Her dining room featured two very long dining tables and one round one, and she covered them in tablecloths and fine dishware. The tables would be full of food—everything you can imagine for a huge feast. My grandmother was popular. She spent all day on the phone, sitting in the hallway attached to the wall by a cord. She would jabber on and on with her friends about gossip and whatnot. And then at the end of the call she would exclaim, “Just flash me!” I assume it meant: call when some news flash occurs, not anything to do with disrobing.
At every opportunity, it seemed my grandmother threw a party. She invited her Swedish extended family, members of the Wall family and friends from the community over for a feast.
She could usually be found sitting at the round table by the big wood-burning stove filling it with newspapers and wood to keep the dining porch warm in the winter.
My grandmother was Swedish, and Swedish people, it seems, love throwing big parties with lots of food.
My fondest memory is Thanksgiving, which was a huge feast with lots of family and friends and usually some distantly related kids.

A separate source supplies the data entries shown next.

//! Purpose: Error types for the public surface and the internal comparison signals.
//! Exports: `Error`, `ErrorKind`, `CompareError`.
//! Role: `Error` reaches callers; `CompareError` only drives the engine's fallback chain.
//! Invariants: `CompareError` never escapes `columns_equal`; sinks may observe it.
use crate::core::value::StorageKind;
use std::error::Error as StdError;
use std::fmt;

#[derive(Clone, Copy, Debug, Eq, PartialEq)]
pub enum ErrorKind {
    Usage,
    NotFound,
}

#[derive(Debug)]
pub struct Error {
    kind: ErrorKind,
    message: Option<String>,
    column: Option<String>,
    position: Option<usize>,
    source: Option<Box<dyn StdError + Send + Sync>>,
}

impl Error {
    pub fn new(kind: ErrorKind) -> Self {
        Self {
            kind,
            message: None,
            column: None,
            position: None,
            source: None,
        }
    }

    pub fn kind(&self) -> ErrorKind {
        self.kind
    }

    pub fn message(&self) -> Option<&str> {
        self.message.as_deref()
    }

    pub fn column(&self) -> Option<&str> {
        self.column.as_deref()
    }

    pub fn position(&self) -> Option<usize> {
        self.position
    }

    pub fn with_message(mut self, message: impl Into<String>) -> Self {
        self.message = Some(message.into());
        self
    }

    pub fn with_column(mut self, column: impl Into<String>) -> Self {
        self.column = Some(column.into());
        self
    }

    pub fn with_position(mut self, position: usize) -> Self {
        self.position = Some(position);
        self
    }

    pub fn with_source(mut self, source: impl StdError + Send + Sync + 'static) -> Self {
        self.source = Some(Box::new(source));
        self
    }

    pub(crate) fn column_not_found(column: impl Into<String>) -> Self {
        Self::new(ErrorKind::NotFound)
            .with_message("column not found")
            .with_column(column)
    }
}

impl fmt::Display for Error {
    fn fmt(&self, f: &mut fmt::Formatter<'_>) -> fmt::Result {
        write!(f, "{:?}", self.kind)?;
        if let Some(message) = &self.message {
            write!(f, ": {message}")?;
        }
        if let Some(column) = &self.column {
            write!(f, " (column: {column})")?;
        }
        if let Some(position) = self.position {
            write!(f, " (position: {position})")?;
        }
        Ok(())
    }
}

impl StdError for Error {
    fn source(&self) -> Option<&(dyn StdError + 'static)> {
        self.source
            .as_ref()
            .map(|source| source.as_ref() as &(dyn StdError + 'static))
    }
}

/// Why a comparison strategy could not produce a match vector.
#[derive(Clone, Debug, PartialEq)]
pub enum CompareError {
    /// Numeric closeness does not apply to a column of this kind.
    TypeMismatch { kind: StorageKind, position: usize },
    /// A value could not be cast to `f64`.
    CastFailure { position: usize },
    /// A candidate value could not be read as a timestamp.
    Unparseable { position: usize },
    /// The two columns differ in length.
    Misaligned { left: usize, right: usize },
}

impl CompareError {
    pub(crate) fn check_aligned(left: usize, right: usize) -> Result<(), CompareError> {
        if left == right {
            Ok(())
        } else {
            Err(CompareError::Misaligned { left, right })
        }
    }
}

impl fmt::Display for CompareError {
    fn fmt(&self, f: &mut fmt::Formatter<'_>) -> fmt::Result {
        match self {
            CompareError::TypeMismatch { kind, position } => {
                write!(f, "type mismatch: {kind} value at position {position}")
            }
            CompareError::CastFailure { position } => {
                write!(f, "cast to float failed at position {position}")
            }
            CompareError::Unparseable { position } => {
                write!(f, "timestamp parse failed at position {position}")
            }
            CompareError::Misaligned { left, right } => {
                write!(f, "column lengths differ ({left} vs {right})")
            }
        }
    }
}

impl StdError for CompareError {}
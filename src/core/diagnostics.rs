//! Purpose: Report how the engine arrived at a match vector.
//! Exports: `Strategy`, `CompareEvent`, `DiagnosticSink`, `TracingSink`, `NoopSink`.
//! Role: Injected sink replacing process-wide logger state; `TracingSink` is the default.
//! Invariants: Sinks observe events only; they cannot alter the comparison outcome.
use crate::core::error::CompareError;
use std::fmt;

#[derive(Clone, Copy, Debug, Eq, Hash, PartialEq)]
pub enum Strategy {
    Tolerance,
    DecimalCast,
    DateString,
    Exact,
}

impl fmt::Display for Strategy {
    fn fmt(&self, f: &mut fmt::Formatter<'_>) -> fmt::Result {
        let name = match self {
            Strategy::Tolerance => "tolerance",
            Strategy::DecimalCast => "decimal_cast",
            Strategy::DateString => "date_string",
            Strategy::Exact => "exact",
        };
        f.write_str(name)
    }
}

#[derive(Clone, Debug, PartialEq)]
pub enum CompareEvent {
    /// `from` could not compare the columns; `to` is tried next.
    Fallback {
        from: Strategy,
        to: Strategy,
        cause: CompareError,
    },
    /// `strategy` failed and the whole vector resolved to false.
    Degraded {
        strategy: Strategy,
        cause: CompareError,
    },
    Resolved { strategy: Strategy, len: usize },
}

pub trait DiagnosticSink: Send + Sync {
    fn record(&self, event: &CompareEvent);
}

impl<F> DiagnosticSink for F
where
    F: Fn(&CompareEvent) + Send + Sync,
{
    fn record(&self, event: &CompareEvent) {
        self(event)
    }
}

/// Emits events through `tracing`; degradations log at warn level.
#[derive(Clone, Copy, Debug, Default)]
pub struct TracingSink;

impl DiagnosticSink for TracingSink {
    fn record(&self, event: &CompareEvent) {
        match event {
            CompareEvent::Fallback { from, to, cause } => {
                tracing::debug!(%from, %to, %cause, "column comparison fallback");
            }
            CompareEvent::Degraded { strategy, cause } => {
                tracing::warn!(%strategy, %cause, "column comparison resolved to all-false");
            }
            CompareEvent::Resolved { strategy, len } => {
                tracing::debug!(%strategy, len, "column comparison resolved");
            }
        }
    }
}

#[derive(Clone, Copy, Debug, Default)]
pub struct NoopSink;

impl DiagnosticSink for NoopSink {
    fn record(&self, _event: &CompareEvent) {}
}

My grandmother was a good cook. She could make anything taste good, and my favorite was her creamy mashed potatoes.
She especially loved making desserts, and there were a lot of them. Sometimes they had fruit in them, but I'm pretty sure that was the only healthy part about the dessert.
I am like my Mema, Elizabeth Kyleberg Wall, in that I have always been a hostess. I've always wanted family and friends to come together for a big party.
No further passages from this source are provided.